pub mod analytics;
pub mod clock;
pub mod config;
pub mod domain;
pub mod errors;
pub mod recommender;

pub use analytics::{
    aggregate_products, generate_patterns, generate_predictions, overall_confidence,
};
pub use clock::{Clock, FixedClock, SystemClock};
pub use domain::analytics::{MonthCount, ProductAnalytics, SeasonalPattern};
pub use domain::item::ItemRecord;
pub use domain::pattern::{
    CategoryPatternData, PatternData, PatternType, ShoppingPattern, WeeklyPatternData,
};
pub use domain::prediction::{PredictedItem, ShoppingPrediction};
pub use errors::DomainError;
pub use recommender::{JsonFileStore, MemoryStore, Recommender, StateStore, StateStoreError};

****************************************

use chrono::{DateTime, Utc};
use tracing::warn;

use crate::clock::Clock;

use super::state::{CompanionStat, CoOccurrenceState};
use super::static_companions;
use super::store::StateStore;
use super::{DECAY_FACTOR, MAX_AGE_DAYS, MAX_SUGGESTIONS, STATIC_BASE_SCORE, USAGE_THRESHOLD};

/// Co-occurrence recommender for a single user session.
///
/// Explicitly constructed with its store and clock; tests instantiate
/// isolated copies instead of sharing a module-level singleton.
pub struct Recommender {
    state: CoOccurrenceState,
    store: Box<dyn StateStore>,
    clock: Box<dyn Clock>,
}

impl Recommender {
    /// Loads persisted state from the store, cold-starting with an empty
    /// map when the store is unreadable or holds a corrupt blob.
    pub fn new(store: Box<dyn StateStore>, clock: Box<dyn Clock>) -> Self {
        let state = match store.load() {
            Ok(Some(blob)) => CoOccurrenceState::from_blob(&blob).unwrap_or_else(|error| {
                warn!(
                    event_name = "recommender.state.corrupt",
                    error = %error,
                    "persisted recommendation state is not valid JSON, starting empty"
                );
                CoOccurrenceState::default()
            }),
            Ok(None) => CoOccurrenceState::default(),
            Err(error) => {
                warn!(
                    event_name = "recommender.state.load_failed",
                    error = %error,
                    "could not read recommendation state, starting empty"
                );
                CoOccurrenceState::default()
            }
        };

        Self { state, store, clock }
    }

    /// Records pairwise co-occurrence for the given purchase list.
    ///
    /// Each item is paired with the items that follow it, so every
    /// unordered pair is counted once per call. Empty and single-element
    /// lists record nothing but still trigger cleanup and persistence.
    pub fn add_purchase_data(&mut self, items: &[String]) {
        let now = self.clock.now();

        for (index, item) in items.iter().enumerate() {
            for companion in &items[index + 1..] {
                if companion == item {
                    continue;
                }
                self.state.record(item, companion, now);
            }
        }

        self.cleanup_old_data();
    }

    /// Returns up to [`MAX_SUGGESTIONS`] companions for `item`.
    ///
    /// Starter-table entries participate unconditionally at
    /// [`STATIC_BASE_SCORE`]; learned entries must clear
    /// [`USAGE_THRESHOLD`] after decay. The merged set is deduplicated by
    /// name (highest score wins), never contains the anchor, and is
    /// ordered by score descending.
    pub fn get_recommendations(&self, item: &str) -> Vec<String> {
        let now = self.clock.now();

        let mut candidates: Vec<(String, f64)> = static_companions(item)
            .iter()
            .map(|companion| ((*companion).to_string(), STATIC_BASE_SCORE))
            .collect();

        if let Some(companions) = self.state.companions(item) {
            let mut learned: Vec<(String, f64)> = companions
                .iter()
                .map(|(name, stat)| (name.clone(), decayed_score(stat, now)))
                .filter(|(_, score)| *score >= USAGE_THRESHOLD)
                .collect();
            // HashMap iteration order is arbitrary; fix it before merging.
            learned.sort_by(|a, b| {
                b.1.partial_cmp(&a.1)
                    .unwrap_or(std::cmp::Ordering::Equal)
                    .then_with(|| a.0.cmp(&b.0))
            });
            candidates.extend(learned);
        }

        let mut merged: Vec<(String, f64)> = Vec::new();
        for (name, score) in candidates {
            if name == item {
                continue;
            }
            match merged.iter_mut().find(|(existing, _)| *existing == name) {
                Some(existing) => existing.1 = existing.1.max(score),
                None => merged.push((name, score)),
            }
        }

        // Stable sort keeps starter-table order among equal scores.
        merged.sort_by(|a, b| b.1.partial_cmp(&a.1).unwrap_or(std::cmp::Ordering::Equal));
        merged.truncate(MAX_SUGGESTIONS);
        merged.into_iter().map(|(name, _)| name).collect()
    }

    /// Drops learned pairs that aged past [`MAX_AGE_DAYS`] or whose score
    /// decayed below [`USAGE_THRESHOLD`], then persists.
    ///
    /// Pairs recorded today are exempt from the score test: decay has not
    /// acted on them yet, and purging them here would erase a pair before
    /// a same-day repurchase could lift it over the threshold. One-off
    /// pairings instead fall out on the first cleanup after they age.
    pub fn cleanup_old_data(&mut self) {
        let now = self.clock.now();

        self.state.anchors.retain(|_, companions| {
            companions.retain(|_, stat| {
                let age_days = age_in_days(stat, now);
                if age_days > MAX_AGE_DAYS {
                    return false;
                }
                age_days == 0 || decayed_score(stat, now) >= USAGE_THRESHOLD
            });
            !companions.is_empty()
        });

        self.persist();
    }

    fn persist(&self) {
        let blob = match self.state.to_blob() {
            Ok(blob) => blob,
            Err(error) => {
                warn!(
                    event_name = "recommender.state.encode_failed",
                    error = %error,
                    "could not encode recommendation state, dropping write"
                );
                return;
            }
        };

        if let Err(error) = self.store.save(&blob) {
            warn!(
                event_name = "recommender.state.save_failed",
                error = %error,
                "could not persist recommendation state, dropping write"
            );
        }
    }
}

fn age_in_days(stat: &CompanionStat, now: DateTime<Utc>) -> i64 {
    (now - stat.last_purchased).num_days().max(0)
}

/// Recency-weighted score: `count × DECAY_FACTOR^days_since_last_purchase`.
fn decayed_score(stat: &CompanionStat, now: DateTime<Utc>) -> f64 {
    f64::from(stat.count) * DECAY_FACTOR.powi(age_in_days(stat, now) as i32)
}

****************************************

● Activity
What lines in the records contain the word "that"? Return each one.

● Final answer
    /// Each item is paired with the items that follow it, so every
    /// Drops learned pairs that aged past [`MAX_AGE_DAYS`] or whose score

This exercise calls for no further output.